Exercise brief: Sift through the material below and return the lines with "bool".

Records for this task:
☆ ☆ ☆ ☆ ☆

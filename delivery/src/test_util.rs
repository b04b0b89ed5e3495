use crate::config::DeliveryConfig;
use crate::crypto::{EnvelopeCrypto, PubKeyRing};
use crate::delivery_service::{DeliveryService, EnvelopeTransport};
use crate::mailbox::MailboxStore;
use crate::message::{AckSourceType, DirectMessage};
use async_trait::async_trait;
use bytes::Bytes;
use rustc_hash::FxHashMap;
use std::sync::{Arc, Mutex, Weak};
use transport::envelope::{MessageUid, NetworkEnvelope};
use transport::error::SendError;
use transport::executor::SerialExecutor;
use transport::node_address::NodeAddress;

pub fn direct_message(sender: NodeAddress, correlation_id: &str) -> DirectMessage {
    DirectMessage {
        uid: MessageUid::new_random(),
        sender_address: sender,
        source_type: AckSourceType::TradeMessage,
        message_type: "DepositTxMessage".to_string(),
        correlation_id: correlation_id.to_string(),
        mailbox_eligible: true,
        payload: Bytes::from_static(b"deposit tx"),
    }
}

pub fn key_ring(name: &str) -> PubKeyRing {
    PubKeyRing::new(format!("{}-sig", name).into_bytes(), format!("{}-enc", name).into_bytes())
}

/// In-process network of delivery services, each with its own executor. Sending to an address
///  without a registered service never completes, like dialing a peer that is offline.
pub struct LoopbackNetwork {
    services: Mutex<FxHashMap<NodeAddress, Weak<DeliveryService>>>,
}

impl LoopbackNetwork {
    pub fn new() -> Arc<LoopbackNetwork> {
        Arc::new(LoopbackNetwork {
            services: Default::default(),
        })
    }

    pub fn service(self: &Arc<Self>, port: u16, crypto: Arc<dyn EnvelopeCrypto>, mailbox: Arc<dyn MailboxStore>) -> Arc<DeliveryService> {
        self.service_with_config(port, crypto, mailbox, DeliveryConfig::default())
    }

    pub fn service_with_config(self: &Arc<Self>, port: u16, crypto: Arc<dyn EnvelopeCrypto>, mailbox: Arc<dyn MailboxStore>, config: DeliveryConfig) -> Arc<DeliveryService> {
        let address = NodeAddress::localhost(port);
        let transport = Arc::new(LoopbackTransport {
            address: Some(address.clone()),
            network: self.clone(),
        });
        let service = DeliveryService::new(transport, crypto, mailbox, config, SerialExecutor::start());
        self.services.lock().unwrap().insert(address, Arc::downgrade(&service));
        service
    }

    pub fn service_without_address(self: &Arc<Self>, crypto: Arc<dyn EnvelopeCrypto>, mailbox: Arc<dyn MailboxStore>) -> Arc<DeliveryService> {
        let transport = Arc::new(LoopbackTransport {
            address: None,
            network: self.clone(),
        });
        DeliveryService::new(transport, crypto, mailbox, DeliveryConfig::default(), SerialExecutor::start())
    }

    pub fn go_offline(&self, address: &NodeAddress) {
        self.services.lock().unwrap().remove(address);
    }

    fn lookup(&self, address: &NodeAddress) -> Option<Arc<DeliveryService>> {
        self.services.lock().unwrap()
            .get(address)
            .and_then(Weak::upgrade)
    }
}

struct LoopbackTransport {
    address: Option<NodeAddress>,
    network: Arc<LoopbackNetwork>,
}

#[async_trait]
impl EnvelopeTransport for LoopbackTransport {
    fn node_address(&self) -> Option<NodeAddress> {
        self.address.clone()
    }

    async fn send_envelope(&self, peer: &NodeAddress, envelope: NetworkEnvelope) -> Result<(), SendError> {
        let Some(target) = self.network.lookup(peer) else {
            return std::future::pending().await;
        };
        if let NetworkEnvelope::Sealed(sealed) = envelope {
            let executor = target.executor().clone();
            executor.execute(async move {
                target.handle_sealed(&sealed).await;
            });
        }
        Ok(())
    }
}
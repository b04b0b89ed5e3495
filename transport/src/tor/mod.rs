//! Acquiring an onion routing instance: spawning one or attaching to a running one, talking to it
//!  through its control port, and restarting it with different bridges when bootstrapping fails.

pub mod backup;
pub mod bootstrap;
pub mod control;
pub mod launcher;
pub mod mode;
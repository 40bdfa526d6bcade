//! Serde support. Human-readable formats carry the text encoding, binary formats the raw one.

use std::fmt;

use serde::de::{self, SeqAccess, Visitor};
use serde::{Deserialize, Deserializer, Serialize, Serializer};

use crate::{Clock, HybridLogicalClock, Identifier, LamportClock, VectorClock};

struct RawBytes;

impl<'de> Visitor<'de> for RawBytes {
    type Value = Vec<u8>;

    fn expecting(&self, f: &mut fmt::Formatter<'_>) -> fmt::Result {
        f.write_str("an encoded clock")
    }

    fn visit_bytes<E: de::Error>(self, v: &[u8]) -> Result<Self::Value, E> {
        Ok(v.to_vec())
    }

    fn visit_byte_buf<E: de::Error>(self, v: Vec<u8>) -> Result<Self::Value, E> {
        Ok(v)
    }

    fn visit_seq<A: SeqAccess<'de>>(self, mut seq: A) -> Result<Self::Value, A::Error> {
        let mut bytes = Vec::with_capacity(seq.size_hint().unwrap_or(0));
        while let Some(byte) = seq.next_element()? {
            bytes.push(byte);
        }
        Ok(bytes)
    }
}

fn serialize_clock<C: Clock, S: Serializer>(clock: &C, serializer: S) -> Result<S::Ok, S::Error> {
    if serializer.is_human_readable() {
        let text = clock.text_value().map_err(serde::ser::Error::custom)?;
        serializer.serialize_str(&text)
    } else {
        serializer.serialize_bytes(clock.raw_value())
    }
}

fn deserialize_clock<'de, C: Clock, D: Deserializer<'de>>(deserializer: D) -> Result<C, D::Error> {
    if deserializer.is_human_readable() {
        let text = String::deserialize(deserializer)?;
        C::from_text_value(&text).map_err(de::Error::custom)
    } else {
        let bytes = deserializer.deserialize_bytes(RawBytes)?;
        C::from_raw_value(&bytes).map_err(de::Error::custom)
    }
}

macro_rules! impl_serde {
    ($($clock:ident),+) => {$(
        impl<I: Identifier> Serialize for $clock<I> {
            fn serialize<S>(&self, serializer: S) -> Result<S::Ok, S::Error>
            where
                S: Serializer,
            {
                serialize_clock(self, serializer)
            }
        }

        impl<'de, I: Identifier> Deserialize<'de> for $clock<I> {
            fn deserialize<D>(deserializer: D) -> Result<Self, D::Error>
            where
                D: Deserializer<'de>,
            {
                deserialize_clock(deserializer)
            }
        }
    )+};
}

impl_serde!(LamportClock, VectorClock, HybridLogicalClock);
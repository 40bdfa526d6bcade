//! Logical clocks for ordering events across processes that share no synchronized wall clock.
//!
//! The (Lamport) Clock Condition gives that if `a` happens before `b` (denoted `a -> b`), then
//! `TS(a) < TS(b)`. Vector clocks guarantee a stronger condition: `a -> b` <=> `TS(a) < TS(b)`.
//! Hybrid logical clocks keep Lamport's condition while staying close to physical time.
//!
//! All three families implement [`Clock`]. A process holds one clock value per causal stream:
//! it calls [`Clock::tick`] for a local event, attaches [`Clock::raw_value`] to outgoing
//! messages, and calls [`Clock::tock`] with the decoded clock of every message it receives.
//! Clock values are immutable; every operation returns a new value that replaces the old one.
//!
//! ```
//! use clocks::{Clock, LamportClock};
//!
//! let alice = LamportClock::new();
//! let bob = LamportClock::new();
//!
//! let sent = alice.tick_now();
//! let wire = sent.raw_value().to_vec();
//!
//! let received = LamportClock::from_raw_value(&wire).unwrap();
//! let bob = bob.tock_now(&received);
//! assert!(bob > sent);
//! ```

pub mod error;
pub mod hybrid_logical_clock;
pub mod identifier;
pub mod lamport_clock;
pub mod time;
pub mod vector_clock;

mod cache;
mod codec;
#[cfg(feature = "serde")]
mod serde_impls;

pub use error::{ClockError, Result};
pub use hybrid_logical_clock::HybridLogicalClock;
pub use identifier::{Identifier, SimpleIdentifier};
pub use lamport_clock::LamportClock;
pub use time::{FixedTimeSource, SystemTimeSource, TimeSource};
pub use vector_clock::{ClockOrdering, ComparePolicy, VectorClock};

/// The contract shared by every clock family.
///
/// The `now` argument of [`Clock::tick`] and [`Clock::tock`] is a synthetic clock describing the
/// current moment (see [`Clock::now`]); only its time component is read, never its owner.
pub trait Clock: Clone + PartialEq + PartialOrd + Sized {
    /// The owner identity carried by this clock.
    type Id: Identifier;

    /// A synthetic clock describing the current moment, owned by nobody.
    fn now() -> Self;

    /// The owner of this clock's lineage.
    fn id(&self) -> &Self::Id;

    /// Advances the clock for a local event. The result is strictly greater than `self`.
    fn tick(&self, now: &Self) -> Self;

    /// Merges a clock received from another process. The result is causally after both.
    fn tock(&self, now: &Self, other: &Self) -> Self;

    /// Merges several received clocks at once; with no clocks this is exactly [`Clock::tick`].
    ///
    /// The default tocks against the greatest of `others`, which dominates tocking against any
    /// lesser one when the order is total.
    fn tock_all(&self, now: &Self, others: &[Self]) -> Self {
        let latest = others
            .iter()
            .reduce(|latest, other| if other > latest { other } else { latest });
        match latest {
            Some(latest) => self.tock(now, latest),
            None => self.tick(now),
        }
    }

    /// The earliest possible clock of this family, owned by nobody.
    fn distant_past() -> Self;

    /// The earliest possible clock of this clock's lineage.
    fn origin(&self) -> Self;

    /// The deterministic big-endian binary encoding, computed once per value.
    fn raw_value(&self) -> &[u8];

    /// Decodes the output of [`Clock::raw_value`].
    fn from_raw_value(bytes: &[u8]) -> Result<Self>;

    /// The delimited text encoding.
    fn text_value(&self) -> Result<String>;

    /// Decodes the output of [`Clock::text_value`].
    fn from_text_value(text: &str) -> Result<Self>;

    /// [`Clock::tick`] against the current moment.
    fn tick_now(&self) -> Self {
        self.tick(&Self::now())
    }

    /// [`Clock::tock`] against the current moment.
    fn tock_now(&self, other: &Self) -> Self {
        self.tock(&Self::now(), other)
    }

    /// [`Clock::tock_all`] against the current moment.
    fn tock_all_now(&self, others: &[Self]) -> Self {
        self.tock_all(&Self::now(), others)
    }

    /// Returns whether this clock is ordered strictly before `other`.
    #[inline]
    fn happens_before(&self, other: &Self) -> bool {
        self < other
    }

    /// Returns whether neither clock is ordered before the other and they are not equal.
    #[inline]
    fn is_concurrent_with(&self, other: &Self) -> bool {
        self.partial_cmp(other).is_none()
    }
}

☆ ☆ ☆ ☆ ☆

Answer to this problem:
    fn happens_before(&self, other: &Self) -> bool {
    fn is_concurrent_with(&self, other: &Self) -> bool {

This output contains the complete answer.